Cuando un dirigente político dice cosas tales cómo «no es momento para discutir eso, hay otras urgencias» ó se esmera por presumir que «no es lo que la gente está pidiendo», mientras se intenta discutir un tema tan central y definitorio para el futuro como una reforma a nuestra Constitución, lo que está mostrando – amén de un oportunismo execrable- es su propia estatura política.
Los hombres pasan a la historia por sus obras. Y cuando hablamos de obras no hablamos solamente de cemento y hierro. Hablamos de las decisiones políticas que tomó y que contribuyeron a cambiarle la vida a la sociedad. No hoy, sino a lo largo de las décadas.
Un dirigente tiene alta o baja estatura, cuando su mirada está puesta en las próximas generaciones. Cuando en su accionar, se desnuda la voluntad de pensar el futuro, incluso en aquel que no va a vivir.
Que Santa Fe, sede de la Sanción de la Constitución Nacional y de todas sus reformas, tenga vigente la Carta Magna más antigua del país, es una buena síntesis de las prioridades que han tenido las mayorías parlamentarias santafesinas a lo largo de, por lo menos, los últimos 35 años.
Que Santa Fe no tenga una distribución proporcional de la representación parlamentaria, que sus gobernadores no tengan derecho a ser reelectos mientras el resto de los cargos, todos, sin excepción, si lo tengan, que la Provincia no tenga en su Carta Magna un modo institucionalizado de designación y destitución de jueces moderno, una constitución que consagre las autonomías de los principales municipios, una constitución que contemple reglas claras en la distribución de los recursos públicos, una Constitución que establezca reglas inviolables sobra la ética de los funcionarios públicos, una Constitución en la que se definan perfiles actualizados sobre los recursos naturales, sobre el medioambiente.
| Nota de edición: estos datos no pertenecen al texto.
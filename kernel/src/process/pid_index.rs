//! Pid to descriptor index
//!
//! A fixed number of buckets keyed by `pid % buckets`, one descriptor per
//! bucket, last writer wins. Entries are written when a pid is assigned or
//! retired and read without locking; every hit is checked against the
//! descriptor's current pid. A miss proves nothing, so callers fall back to
//! scanning the pool.

use alloc::boxed::Box;
use alloc::vec::Vec;
use core::ptr;
use core::sync::atomic::{AtomicPtr, Ordering};

use nos_api::{Pid, Platform};

use super::proc::Proc;

pub struct PidIndex<P: Platform> {
    buckets: Box<[AtomicPtr<Proc<P>>]>,
}

impl<P: Platform> PidIndex<P> {
    pub fn new(buckets: usize) -> Self {
        let buckets: Vec<AtomicPtr<Proc<P>>> =
            (0..buckets.max(1)).map(|_| AtomicPtr::new(ptr::null_mut())).collect();
        Self {
            buckets: buckets.into_boxed_slice(),
        }
    }

    #[inline]
    fn bucket(&self, pid: Pid) -> &AtomicPtr<Proc<P>> {
        &self.buckets[pid % self.buckets.len()]
    }

    /// Index `p` under its current pid
    pub fn add(&self, p: &Proc<P>) {
        self.bucket(p.pid())
            .store(p as *const Proc<P> as *mut Proc<P>, Ordering::Release);
    }

    /// Drop `p`'s entry, unless a newer process already took the bucket
    pub fn remove(&self, p: &Proc<P>) {
        let me = p as *const Proc<P> as *mut Proc<P>;
        let _ = self.bucket(p.pid()).compare_exchange(
            me,
            ptr::null_mut(),
            Ordering::AcqRel,
            Ordering::Acquire,
        );
    }

    /// Descriptor currently indexed under `pid`, if its pid still matches.
    ///
    /// Only pointers to descriptors owned by the same process table are
    /// ever stored, and those outlive the index.
    pub fn lookup(&self, pid: Pid) -> Option<&Proc<P>> {
        if pid == 0 {
            return None;
        }
        let raw = self.bucket(pid).load(Ordering::Acquire);
        let p = unsafe { raw.as_ref() }?;
        (p.pid() == pid).then_some(p)
    }
}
Una Constitución que consagre los derechos de las minorias, que iguale a la mujer, que ordene los derechos de los ciudadanos al mundo actual, incorporando todos aquellos que se han creado desde… ¡1962 !
Si. Para un sector de nuestra dirigencia política, que Santa Fe tenga una norma madre con 56 años de antigüedad, no es un asunto urgente, porque la gente no habla de eso, porque nadie en los bares lo charla.
Y esa es precisamente la diferencia entre un dirigente y un ciudadano común: tener la visión puesta en los asuntos centrales que le van a mejorar la vida a los ciudadanos.
Aferrarse a lo que dicen las encuestas, dejarse llevar por lo que dice o no la calle, someterse exclusivamente a lo que se supone son las «prioridades» del tipo de la calle, desprendiendose de la responsabilidad que implica asumirse como un dirigente y no como un mero administrador de la cosa pública, marca la diferencia de calidad entre algunos y otros.
Pobre sociedad la que dependa exclusivamente de arribistas y especuladores, y no de dirigentes que piensen en las próximas décadas.
Queda claro que la coyuntura impacta sobre una eventual reforma. Queda claro que habilitar una eventual reelección del actual gobernador no deja de ser un asunto discutible. Está claro que hay asuntos que deben ser discutidos en profundidad y que requiere de un estudio exhaustivo, que requiere de la participación de especialistas en las distintas materias y consultas con todos los sectores sociales.
Lo que no es admisible, bajo ningún punto de vista, es que las miserias coyunturales, los intereses personales y las conveniencias partidarias, se impongan sobre los asuntos que efectivamente trazan futuro.
Finalmente, nunca hay que olvidarse que quienes definen son los ciudadanos. Que los que van a determinar qué tipo de constitución queremos tener, siempre dependerá del voto directo de los ciudadanos a la hora de elegir a los convencionales constituyentes.
Y entre la baja estatura de algunos, la especulación a corto plazo de otros, y el terror al dictamen del voto popular, que generalmente comparten ambas faunas mencionadas, lo único que conseguirán es sostener una vergüenza provincial: tener la constitución más vieja del país, y continuar una historia negra de negacionismo al cambio, que durante 28 años, el peronismo ( en sus peores versiones) sostuvo desde sus mayorias automáticas en ambas cámaras.